Here's how I have generated the {skel, Motion}
data structures in data.mat
. In Matlab:
M = dlmread('insert_your_path_here/Normal1_M.txt','\t');
This reads the 108 columns in this tab-delimited text file into the Matrix, M
. Each row represents a frame.
It also reads in a blank column, 109. So I discard it.
M(:,109)=[];
The meaning of the columns are described in the readme.txt
in data.zip
. You could replace Normal1_M.txt
with any of the other text files.
To play this motion, with my player, you will need a skeleton. You can use the skel
structure in my data.mat
file. There is also a script in the Motion/
subdirectory called buildskel_mit.m
which demonstrates how skel
is built.
The skeleton is not part of the data on which we train the model, but we need it to play back the motion.

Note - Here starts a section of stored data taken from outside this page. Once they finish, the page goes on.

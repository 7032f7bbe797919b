// Licensed under the Apache License, Version 2.0 (the "License");
// you may not use this file except in compliance with the License.
// You may obtain a copy of the License at
//
// http://www.apache.org/licenses/LICENSE-2.0
//
// Unless required by applicable law or agreed to in writing, software
// distributed under the License is distributed on an "AS IS" BASIS,
// WITHOUT WARRANTIES OR CONDITIONS OF ANY KIND, either express or implied.
// See the License for the specific language governing permissions and
// limitations under the License.


// Process-wide state: this binary holds a single test so nothing else in the
// process resolves the settings first.

use std::sync::{Arc, Barrier};
use std::thread;

use ctf_sql::{install_mode_override, resolve_mode, settings, Error, Mode};
use matches::assert_matches;

#[test]
fn override_racing_first_access_is_never_lost() {
    std::env::set_var("CTF_MODE", "0");

    let barrier = Arc::new(Barrier::new(9));
    let readers: Vec<_> = (0..8)
        .map(|_| {
            let barrier = Arc::clone(&barrier);
            thread::spawn(move || {
                barrier.wait();
                settings().mode
            })
        })
        .collect();

    barrier.wait();
    let installed = install_mode_override("ctf");
    let seen: Vec<Mode> = readers.into_iter().map(|r| r.join().unwrap()).collect();

    // Whoever got there first decided, and everyone agrees on it.
    let mode = resolve_mode();
    assert!(seen.iter().all(|m| *m == mode), "{:?} vs {:?}", seen, mode);
    match installed {
        Ok(()) => assert_eq!(mode, Mode::Challenge),
        Err(err) => {
            assert_matches!(err, Error::Config(_));
            assert_eq!(mode, Mode::Normal);
        }
    }
}
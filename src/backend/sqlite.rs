// Licensed under the Apache License, Version 2.0 (the "License");
// you may not use this file except in compliance with the License.
// You may obtain a copy of the License at
//
// http://www.apache.org/licenses/LICENSE-2.0
//
// Unless required by applicable law or agreed to in writing, software
// distributed under the License is distributed on an "AS IS" BASIS,
// WITHOUT WARRANTIES OR CONDITIONS OF ANY KIND, either express or implied.
// See the License for the specific language governing permissions and
// limitations under the License.

//! SQLite backend
//!
//! The database name is the file path, `:memory:` opens a private
//! in-memory database. Host, user and password are ignored.

use log::info;
use rusqlite::types::{Value as SqliteValue, ValueRef};
use rusqlite::{params_from_iter, Connection};

use super::{Backend, Session};
use crate::config::Credentials;
use crate::error::BackendError;
use crate::value::{ResultSet, Row, Value};

#[derive(Debug, Default, Clone, Copy)]
pub struct SqliteBackend;

impl Backend for SqliteBackend {
    fn name(&self) -> &'static str {
        "sqlite"
    }

    fn open(&self, credentials: &Credentials) -> Result<Box<dyn Session>, BackendError> {
        info!("opening sqlite database {}", credentials.database);
        let conn = if credentials.database == ":memory:" {
            Connection::open_in_memory()?
        } else {
            Connection::open(&credentials.database)?
        };
        Ok(Box::new(SqliteSession { conn }))
    }
}

pub struct SqliteSession {
    conn: Connection,
}

fn to_sqlite(value: &Value) -> SqliteValue {
    match value {
        Value::Null => SqliteValue::Null,
        Value::Int(v) => SqliteValue::Integer(*v),
        // SQLite integers are signed 64 bit
        Value::UInt(v) => match i64::try_from(*v) {
            Ok(v) => SqliteValue::Integer(v),
            Err(_) => SqliteValue::Text(v.to_string()),
        },
        Value::Float(v) => SqliteValue::Real(*v),
        Value::Text(v) => SqliteValue::Text(v.clone()),
        Value::Bytes(v) => SqliteValue::Blob(v.clone()),
    }
}

fn from_sqlite(value: ValueRef<'_>) -> Value {
    match value {
        ValueRef::Null => Value::Null,
        ValueRef::Integer(v) => Value::Int(v),
        ValueRef::Real(v) => Value::Float(v),
        ValueRef::Text(v) => Value::Text(String::from_utf8_lossy(v).into_owned()),
        ValueRef::Blob(v) => Value::Bytes(v.to_vec()),
    }
}

impl Session for SqliteSession {
    fn run(&mut self, sql: &str, params: &[Value]) -> Result<ResultSet, BackendError> {
        let mut stmt = self.conn.prepare(sql)?;
        let params = params_from_iter(params.iter().map(to_sqlite));

        let columns: Vec<String> = stmt.column_names().iter().map(|c| c.to_string()).collect();
        if columns.is_empty() {
            let affected = stmt.execute(params)? as u64;
            return Ok(ResultSet {
                columns,
                rows: Vec::new(),
                affected,
                last_insert_id: u64::try_from(self.conn.last_insert_rowid()).ok(),
            });
        }

        let width = columns.len();
        let mut rows = stmt.query(params)?;
        let mut out = Vec::new();
        while let Some(row) = rows.next()? {
            let mut cells: Row = Vec::with_capacity(width);
            for i in 0..width {
                cells.push(from_sqlite(row.get_ref(i)?));
            }
            out.push(cells);
        }

        Ok(ResultSet {
            columns,
            rows: out,
            affected: 0,
            last_insert_id: None,
        })
    }

    fn commit(&mut self) -> Result<(), BackendError> {
        if !self.conn.is_autocommit() {
            self.conn.execute_batch("COMMIT")?;
        }
        Ok(())
    }

    fn rollback(&mut self) -> Result<(), BackendError> {
        if !self.conn.is_autocommit() {
            self.conn.execute_batch("ROLLBACK")?;
        }
        Ok(())
    }
}
// Licensed under the Apache License, Version 2.0 (the "License");
// you may not use this file except in compliance with the License.
// You may obtain a copy of the License at
//
// http://www.apache.org/licenses/LICENSE-2.0
//
// Unless required by applicable law or agreed to in writing, software
// distributed under the License is distributed on an "AS IS" BASIS,
// WITHOUT WARRANTIES OR CONDITIONS OF ANY KIND, either express or implied.
// See the License for the specific language governing permissions and
// limitations under the License.

//! Driver selection
//!
//! A [`Driver`] fixes which implementation an application talks to. It is
//! built from resolved [`Settings`] and a backend, and hands out
//! `Box<dyn Connection>` so calling code is identical in both modes.

use std::fmt;
use std::sync::Arc;

use log::debug;
use once_cell::sync::OnceCell;

use crate::backend::{backend_for, Backend};
use crate::config::{Credentials, Settings};
use crate::cursor::Connection;
use crate::error::Result;
use crate::mode::{settings, Mode};
use crate::sanitize::Sanitizer;
use crate::{fake, real};

pub struct Driver {
    mode: Mode,
    backend: Arc<dyn Backend>,
    credentials: Credentials,
    session_name: String,
}

static GLOBAL: OnceCell<Driver> = OnceCell::new();

impl Driver {
    pub fn new(settings: &Settings, backend: Arc<dyn Backend>) -> Self {
        Driver {
            mode: settings.mode,
            backend,
            credentials: settings.credentials.clone(),
            session_name: settings.session_name.clone(),
        }
    }

    /// Use the backend named in the settings.
    pub fn from_settings(settings: &Settings) -> Result<Self> {
        Ok(Driver::new(settings, backend_for(settings.backend)?))
    }

    /// The driver for this process, built from [`settings`] on first use.
    pub fn global() -> Result<&'static Driver> {
        GLOBAL.get_or_try_init(|| Driver::from_settings(settings()))
    }

    pub fn mode(&self) -> Mode {
        self.mode
    }

    pub fn session_name(&self) -> &str {
        &self.session_name
    }

    pub fn backend_name(&self) -> &'static str {
        self.backend.name()
    }

    pub fn credentials(&self) -> &Credentials {
        &self.credentials
    }

    /// Connect with the credentials the mode selected.
    pub fn connect(&self, sanitizer: Option<Sanitizer>) -> Result<Box<dyn Connection>> {
        self.connect_with(&self.credentials, sanitizer)
    }

    /// Connect with explicit credentials. The sanitizer only applies in
    /// challenge mode; the normal driver binds parameters and has no use
    /// for one.
    pub fn connect_with(
        &self,
        credentials: &Credentials,
        sanitizer: Option<Sanitizer>,
    ) -> Result<Box<dyn Connection>> {
        match self.mode {
            Mode::Challenge => Ok(Box::new(fake::connect(
                self.backend.as_ref(),
                credentials,
                sanitizer,
            )?)),
            Mode::Normal => {
                if sanitizer.is_some() {
                    debug!("normal mode: ignoring sanitizer");
                }
                Ok(Box::new(real::connect(self.backend.as_ref(), credentials)?))
            }
        }
    }
}

impl fmt::Debug for Driver {
    fn fmt(&self, f: &mut fmt::Formatter) -> fmt::Result {
        f.debug_struct("Driver")
            .field("mode", &self.mode)
            .field("backend", &self.backend.name())
            .field("credentials", &self.credentials)
            .field("session_name", &self.session_name)
            .finish()
    }
}
// Licensed under the Apache License, Version 2.0 (the "License");
// you may not use this file except in compliance with the License.
// You may obtain a copy of the License at
//
// http://www.apache.org/licenses/LICENSE-2.0
//
// Unless required by applicable law or agreed to in writing, software
// distributed under the License is distributed on an "AS IS" BASIS,
// WITHOUT WARRANTIES OR CONDITIONS OF ANY KIND, either express or implied.
// See the License for the specific language governing permissions and
// limitations under the License.

// Process-wide state: this binary holds a single test so nothing else in the
// process resolves the settings first.

use ctf_sql::{install_mode_override, resolve_mode, settings, Error, Mode};
use matches::assert_matches;

#[test]
fn override_pins_mode_for_the_whole_process() {
    std::env::set_var("CTF_MODE", "0");
    std::env::set_var("CTF_SQL_SESSION_NAME", "web-level-3");

    install_mode_override("ctf").unwrap();
    assert_matches!(install_mode_override("0"), Err(Error::Config(_)));

    assert_eq!(resolve_mode(), Mode::Challenge);
    assert_eq!(settings().session_name, "web-level-3");
    assert_eq!(settings().credentials.user, "ctf_user");

    std::env::set_var("CTF_MODE", "production");
    std::env::set_var("CTF_SQL_SESSION_NAME", "changed");
    assert_eq!(resolve_mode(), Mode::Challenge);
    assert_eq!(settings().session_name, "web-level-3");

    let first: *const _ = settings();
    assert!(std::ptr::eq(first, settings()));
}
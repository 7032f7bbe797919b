// Licensed under the Apache License, Version 2.0 (the "License");
// you may not use this file except in compliance with the License.
// You may obtain a copy of the License at
//
// http://www.apache.org/licenses/LICENSE-2.0
//
// Unless required by applicable law or agreed to in writing, software
// distributed under the License is distributed on an "AS IS" BASIS,
// WITHOUT WARRANTIES OR CONDITIONS OF ANY KIND, either express or implied.
// See the License for the specific language governing permissions and
// limitations under the License.

//! Query templates
//!
//! A [`Template`] is a tokenized query with `%s` slots. It can be turned
//! into a statement two ways: [`Template::interpolate`] splices raw values
//! into the text (the challenge path), [`Template::to_positional`] rewrites
//! the slots into backend markers so the values can be bound.

use log::debug;

use crate::error::{Error, Result};
use crate::tokenizer::{Token, Tokenizer};
use crate::value::Value;

#[derive(Debug, Clone)]
pub struct Template {
    tokens: Vec<Token>,
}

impl Template {
    pub fn parse(query: &str) -> Result<Self> {
        let tokens = Tokenizer::new(query).tokenize()?;
        Ok(Template { tokens })
    }

    pub fn placeholders(&self) -> usize {
        self.tokens
            .iter()
            .filter(|t| matches!(t, Token::Placeholder))
            .count()
    }

    fn check_arity(&self, params: &[Value]) -> Result<()> {
        let placeholders = self.placeholders();
        if placeholders != params.len() {
            return Err(Error::Programming(format!(
                "placeholder count mismatch: {} != {}",
                placeholders,
                params.len()
            )));
        }
        Ok(())
    }

    /// Build the final SQL by pasting each value's raw form in place of its
    /// `%s`. `filter` sees every raw fragment first and may rewrite it or
    /// fail the whole statement.
    pub fn interpolate<F>(&self, params: &[Value], mut filter: F) -> Result<String>
    where
        F: FnMut(String) -> Result<String>,
    {
        self.check_arity(params)?;

        let mut params = params.iter();
        let mut sql = String::new();
        for token in &self.tokens {
            match token {
                Token::Text(s) => sql.push_str(s),
                Token::Percent => sql.push('%'),
                Token::Placeholder => {
                    // arity was checked above
                    if let Some(value) = params.next() {
                        sql.push_str(&filter(value.to_string())?);
                    }
                }
            }
        }
        debug!("interpolated {:?}", sql);
        Ok(sql)
    }

    /// Rewrite `%s` into `marker` and `%%` into `%`, leaving values for the
    /// backend to bind.
    pub fn to_positional(&self, params: &[Value], marker: &str) -> Result<String> {
        self.check_arity(params)?;

        let mut sql = String::new();
        for token in &self.tokens {
            match token {
                Token::Text(s) => sql.push_str(s),
                Token::Percent => sql.push('%'),
                Token::Placeholder => sql.push_str(marker),
            }
        }
        Ok(sql)
    }
}

#[cfg(test)]
mod tests {
    use super::*;
    use matches::assert_matches;

    fn no_filter(s: String) -> Result<String> {
        Ok(s)
    }

    #[test]
    fn interpolates_without_escaping() {
        let template = Template::parse("SELECT * FROM users WHERE name = '%s'").unwrap();
        let sql = template
            .interpolate(&["' OR '1'='1".into()], no_filter)
            .unwrap();
        assert_eq!(sql, "SELECT * FROM users WHERE name = '' OR '1'='1'");
    }

    #[test]
    fn null_is_spelled_out() {
        let template = Template::parse("INSERT INTO t VALUES (%s, %s)").unwrap();
        let sql = template
            .interpolate(&[Value::Null, 7.into()], no_filter)
            .unwrap();
        assert_eq!(sql, "INSERT INTO t VALUES (NULL, 7)");
    }

    #[test]
    fn arity_mismatch_is_a_programming_error() {
        let template = Template::parse("SELECT %s, %s").unwrap();
        let err = template.interpolate(&[1.into()], no_filter).unwrap_err();
        assert_matches!(err, Error::Programming(ref m) if m == "placeholder count mismatch: 2 != 1");

        let err = template.to_positional(&[], "?").unwrap_err();
        assert_matches!(err, Error::Programming(_));
    }

    #[test]
    fn filter_sees_each_fragment_and_can_abort() {
        let template = Template::parse("SELECT %s, %s").unwrap();
        let mut seen = Vec::new();
        let sql = template
            .interpolate(&["a".into(), "b".into()], |s| {
                seen.push(s.clone());
                Ok(s.to_uppercase())
            })
            .unwrap();
        assert_eq!(sql, "SELECT A, B");
        assert_eq!(seen, vec!["a".to_string(), "b".to_string()]);

        let err = template
            .interpolate(&["a".into(), "b".into()], |_| {
                Err(Error::Programming("stop".to_string()))
            })
            .unwrap_err();
        assert_matches!(err, Error::Programming(_));
    }

    #[test]
    fn positional_rewrite_keeps_literal_percent() {
        let template = Template::parse("SELECT * FROM t WHERE name LIKE 'a%%' AND id = %s").unwrap();
        let sql = template.to_positional(&[1.into()], "?").unwrap();
        assert_eq!(sql, "SELECT * FROM t WHERE name LIKE 'a%' AND id = ?");
    }

    #[test]
    fn bad_format_character_is_rejected() {
        let err = Template::parse("SELECT %d").unwrap_err();
        assert_matches!(err, Error::Programming(_));
    }
}
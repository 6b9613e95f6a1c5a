use std::sync::Arc;

use storypack_types::ResourceBundle;
use tracing::debug;

use crate::document::FlowDocument;
use crate::error::FlowResult;
use crate::resolver::ResolverRegistry;

/// Walks a flow document and collects every resource it references.
///
/// Extraction is pure: each call builds and returns its own bundle, so one
/// extractor can be shared by concurrent chapter tasks.
#[derive(Clone, Debug)]
pub struct ReferenceExtractor {
    registry: Arc<ResolverRegistry>,
}

impl Default for ReferenceExtractor {
    fn default() -> Self {
        Self::new(Arc::new(ResolverRegistry::with_builtin()))
    }
}

impl ReferenceExtractor {
    pub fn new(registry: Arc<ResolverRegistry>) -> Self {
        Self { registry }
    }

    pub fn registry(&self) -> &ResolverRegistry {
        &self.registry
    }

    /// Build the bundle of resources referenced by `document`.
    ///
    /// Commands whose kind has no resolver are skipped. A registered kind
    /// with an unreadable payload fails the whole extraction.
    pub fn extract(&self, document: &FlowDocument) -> FlowResult<ResourceBundle> {
        let mut bundle = ResourceBundle::new();
        let mut skipped = 0usize;

        for command in document.commands() {
            match self.registry.get(&command.kind) {
                Some(resolver) => resolver.resolve(&command.payload, &mut bundle)?,
                None => {
                    debug!(kind = %command.kind, "no resolver for command kind; skipping");
                    skipped += 1;
                }
            }
        }

        debug!(
            commands = document.command_count(),
            skipped,
            resources = bundle.len(),
            "references extracted"
        );
        Ok(bundle)
    }
}

#[cfg(test)]
mod tests {
    use super::*;
    use crate::document::{Block, Command};
    use crate::error::FlowError;
    use serde_json::json;

    fn doc(commands: Vec<Command>) -> FlowDocument {
        FlowDocument {
            blocks: vec![Block { commands }],
        }
    }

    #[test]
    fn unknown_kind_is_skipped() {
        let document = doc(vec![
            Command::new("show_background", json!({ "background": "forest" })),
            Command::new("hologram", json!({ "background": "should-not-appear" })),
            Command::new("play_sound", json!({ "sound": "birds" })),
        ]);
        let bundle = ReferenceExtractor::default().extract(&document).unwrap();
        assert_eq!(bundle.backgrounds.sorted(), vec!["forest"]);
        assert_eq!(bundle.sounds.sorted(), vec!["birds"]);
        assert_eq!(bundle.len(), 2);
    }

    #[test]
    fn walks_every_block() {
        let document = FlowDocument {
            blocks: vec![
                Block {
                    commands: vec![Command::new("show_item", json!({ "item": "key" }))],
                },
                Block { commands: vec![] },
                Block {
                    commands: vec![
                        Command::new("give_item", json!({ "item": "key" })),
                        Command::new("dialogue", json!({ "speaker": "mira" })),
                    ],
                },
            ],
        };
        let bundle = ReferenceExtractor::default().extract(&document).unwrap();
        assert_eq!(bundle.items.sorted(), vec!["key"]);
        assert_eq!(bundle.characters.sorted(), vec!["mira"]);
    }

    #[test]
    fn empty_registry_extracts_nothing() {
        let document = doc(vec![Command::new("show_item", json!({ "item": "key" }))]);
        let extractor = ReferenceExtractor::new(Arc::new(ResolverRegistry::new()));
        assert!(extractor.extract(&document).unwrap().is_empty());
    }

    #[test]
    fn bad_payload_for_known_kind_fails() {
        let document = doc(vec![Command::new("play_sound", json!({ "sound": 7 }))]);
        let err = ReferenceExtractor::default().extract(&document).unwrap_err();
        assert!(matches!(err, FlowError::InvalidPayload { .. }));
    }
}
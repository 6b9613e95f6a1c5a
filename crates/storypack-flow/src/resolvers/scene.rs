use serde::Deserialize;
use serde_json::Value;
use storypack_types::{ResourceBundle, ResourceCategory};

use crate::error::FlowResult;
use crate::resolver::{parse_payload, ResourceResolver};

/// `show_background { background }`
pub struct ShowBackgroundResolver;

#[derive(Deserialize)]
struct ShowBackground {
    background: String,
}

impl ResourceResolver for ShowBackgroundResolver {
    fn kind(&self) -> &str {
        "show_background"
    }

    fn resolve(&self, payload: &Value, bundle: &mut ResourceBundle) -> FlowResult<()> {
        let p: ShowBackground = parse_payload(self.kind(), payload)?;
        bundle.add(ResourceCategory::Backgrounds, p.background);
        Ok(())
    }
}

/// `show_character { character }`
pub struct ShowCharacterResolver;

#[derive(Deserialize)]
struct ShowCharacter {
    character: String,
}

impl ResourceResolver for ShowCharacterResolver {
    fn kind(&self) -> &str {
        "show_character"
    }

    fn resolve(&self, payload: &Value, bundle: &mut ResourceBundle) -> FlowResult<()> {
        let p: ShowCharacter = parse_payload(self.kind(), payload)?;
        bundle.add(ResourceCategory::Characters, p.character);
        Ok(())
    }
}

#[cfg(test)]
mod tests {
    use super::*;
    use serde_json::json;

    #[test]
    fn background_ignores_extra_fields() {
        let mut bundle = ResourceBundle::new();
        ShowBackgroundResolver
            .resolve(&json!({ "background": "forest", "fade": 0.5 }), &mut bundle)
            .unwrap();
        assert_eq!(bundle.backgrounds.sorted(), vec!["forest"]);
        assert_eq!(bundle.len(), 1);
    }

    #[test]
    fn character_requires_field() {
        let mut bundle = ResourceBundle::new();
        assert!(ShowCharacterResolver.resolve(&json!({}), &mut bundle).is_err());
        assert!(bundle.is_empty());
    }
}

It describes the hierarchy of segments, and which segments correspond to which columns of the data matrix.
Note that you can play the motion with expPlayData.m
:
figure(2); expPlayData(skel,M,1/120);
Note that the data is at 120fps and it is very big so this will take a long time.
This data is extremely noisy, so I have isolated some "clean" segments.
Motion{1}=M(551:2300,:);
Motion{2}=M(2621:3660,:);
Motion{3}=M(3791:163000,:);
I have not touched the data in any other way.
My scripts are compatible with acclaim format (I have used CMU data which is in amc/asf). I use Neil Lawrence's toolbox (see link above) to load an acclaim asf and amc file.
Just a note: I noticed that recent versions of his toolbox were giving me strange results on older versions of Matlab. It works fine for me on Matlab 7.5 or 7.6, so just a warning if the routines are giving you weird errors.
The relevant scripts are acclaimReadSkel.m
and acclaimLoadChannels.m
(you need to call acclaimReadSkel.m
first as the skel
structure needs to be passed to acclaimLoadChannels
).
So for each sequence, this would give you skel
, channels
. The skel
should be the same for multiple sequences of the same subject. Then I stick all of the channels (of varying length) into the cell array called Motion (i.e. for all ii, call acclaimLoadChannels
and then set Motion{ii}=channels
)
Then to use my code, Motion
will need to be converted into exponential map form. The relevant scripts are in the Motion/
subdirectory. Given that skel
, Motion
are now defined, batchConvertCMU.m
will take each sequence in Motion
and convert it to exponential maps via the function euler2expmap.m
.
This will actually return skel1
, Motion1
and so you should just set skel=skel1; Motion=Motion1
; (as my code expects these variable names).
Now your data should be in the right format to work with my preprocessing scripts.